Henryk Mandelbaum, a round-faced man with thinning hair, was the only Jew among the survivors whom Benedict greeted. While most of the Catholics in the group kissed the pontiff’s ring, it was Benedict who acknowledged Mandelbaum with a kiss on each cheek.

Wanda Sawkiewicz, 79, who was imprisoned in Auschwitz for attempting to take food and medicine to prisoners, marveled at having just met the pope at the Wall of Death.

“I can hardly speak,” she said. “He came up to me, held my hand, and I told him in German that I was very happy.

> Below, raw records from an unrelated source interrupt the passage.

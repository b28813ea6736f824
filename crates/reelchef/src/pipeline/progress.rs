use crate::broadcast::{JobProgressBroadcaster, JobProgressEvent};
use crate::model::{ExtractionJob, JobStatus};

/// Events emitted while a job moves through the pipeline.
#[derive(Debug, Clone, PartialEq)]
pub enum ProgressEvent {
    Status { status: JobStatus, message: String },
    Completed { recipe_id: String },
    Failed { error: String },
}

pub trait ProgressReporter: Send + Sync {
    fn report(&self, job: &ExtractionJob, event: ProgressEvent);
}

/// No-op reporter for unit tests.
pub struct NoopProgress;

impl ProgressReporter for NoopProgress {
    fn report(&self, _job: &ExtractionJob, _event: ProgressEvent) {}
}

/// Bridges pipeline events to the broadcast channel.
pub struct BroadcastProgress {
    broadcaster: JobProgressBroadcaster,
}

impl BroadcastProgress {
    pub fn new(broadcaster: JobProgressBroadcaster) -> Self {
        Self { broadcaster }
    }
}

impl ProgressReporter for BroadcastProgress {
    fn report(&self, job: &ExtractionJob, event: ProgressEvent) {
        let event = match event {
            ProgressEvent::Status { status, message } => {
                JobProgressEvent::new(job, status, &message)
            }
            ProgressEvent::Completed { recipe_id } => JobProgressEvent::completed(job, &recipe_id),
            ProgressEvent::Failed { error } => JobProgressEvent::failed(job, &error),
        };
        self.broadcaster.send(event);
    }
}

Standing where I was a prisoner, I never thought, I never dreamt that 60 years later I would be meeting a German Holy Father there.”

The memories still make Barbara Ambruszkiewicz sob. Her face contorts and her eyes and nose turn bright pink. She thinks of the mother she never knew, slain in Auschwitz three months after giving birth to her while in Nazi custody, in 1942.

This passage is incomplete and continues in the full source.